I genomi dei mammiferi sono impacchettati in una struttura cromatinica, la cui regolazione dipende da diversi strati di organizzazione sovrapposti, inclusi territori cromosomici all'interno dei quali la cromatina è organizzata in compartimenti (aperti/chiusi), che a loro volta consistono in domini topologicamente associati (TAD) e DNA loop10,13,14. La caratterizzazione di come la conformazione della cromatina e le interazioni DNA-proteine si sono evolute durante la diversificazione dei mammiferi sta fornendo una nuova ipotesi interpretativa sui meccanismi responsabili dell'origine dell'architettura e della plasticità del genoma10,15,16. Loci distanti all'interno del genoma interagiscono in modo regolatorio durante il ciclo cellulare12,14,15, influenzando la loro funzione ultima, fornendo così basi per esplorare la dinamica della composizione del genoma, le relazioni evolutive tra le specie e, a lungo termine, la speciazione. Questa visione è stata unificata dal "Modello di rottura integrativa", un'ipotesi evolutiva interpretativa che presuppone che la permissività delle regioni genomiche a riorganizzarsi possa essere determinata dalla struttura della cromatina di ordine superiore10,11.

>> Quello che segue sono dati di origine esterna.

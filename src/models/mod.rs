pub mod request;
pub mod response;
pub mod resume;

pub use request::*;
pub use response::*;
pub use resume::ResumeDetails;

Come ogni cambiamento di stato evolutivo, le riorganizzazioni cromosomiche che hanno origine nella linea germinale prima della meiosi (cellule germinali primordiali proliferanti, spermatogoni e oogoni), durante la divisione meiotica (spermatociti e ovociti) o negli stadi post-meiotici (cioè spermatidi rotondi) possono essere trasmesso alle generazioni successive. In tali casi, le riorganizzazioni cromosomiche possono ridurre il flusso genico e potenzialmente contribuire alla speciazione mediante la soppressione della ricombinazione nelle regioni riorganizzate tra popolazioni cromosomicamente diverse, ma contigue16,17,18,19. Bassi livelli di ricombinazione potrebbero portare a un'elevata divergenza e fissazione di nuove mutazioni in queste regioni20 che, combinate con la presenza di geni correlati a pressioni evolutive specie-specifiche, potrebbero rafforzare il valore adattativo degli EBR nella linea germinale8. Il lavoro teorico ha suggerito che riarrangiamenti ereditari potrebbero verificarsi in regioni genomiche accessibili nelle cellule germinali e/o nei primi stadi di sviluppo totipotenti10, evidenziando l'esistenza di un ruolo vincolante degli EBR nella linea germinale che necessita di ulteriori indagini.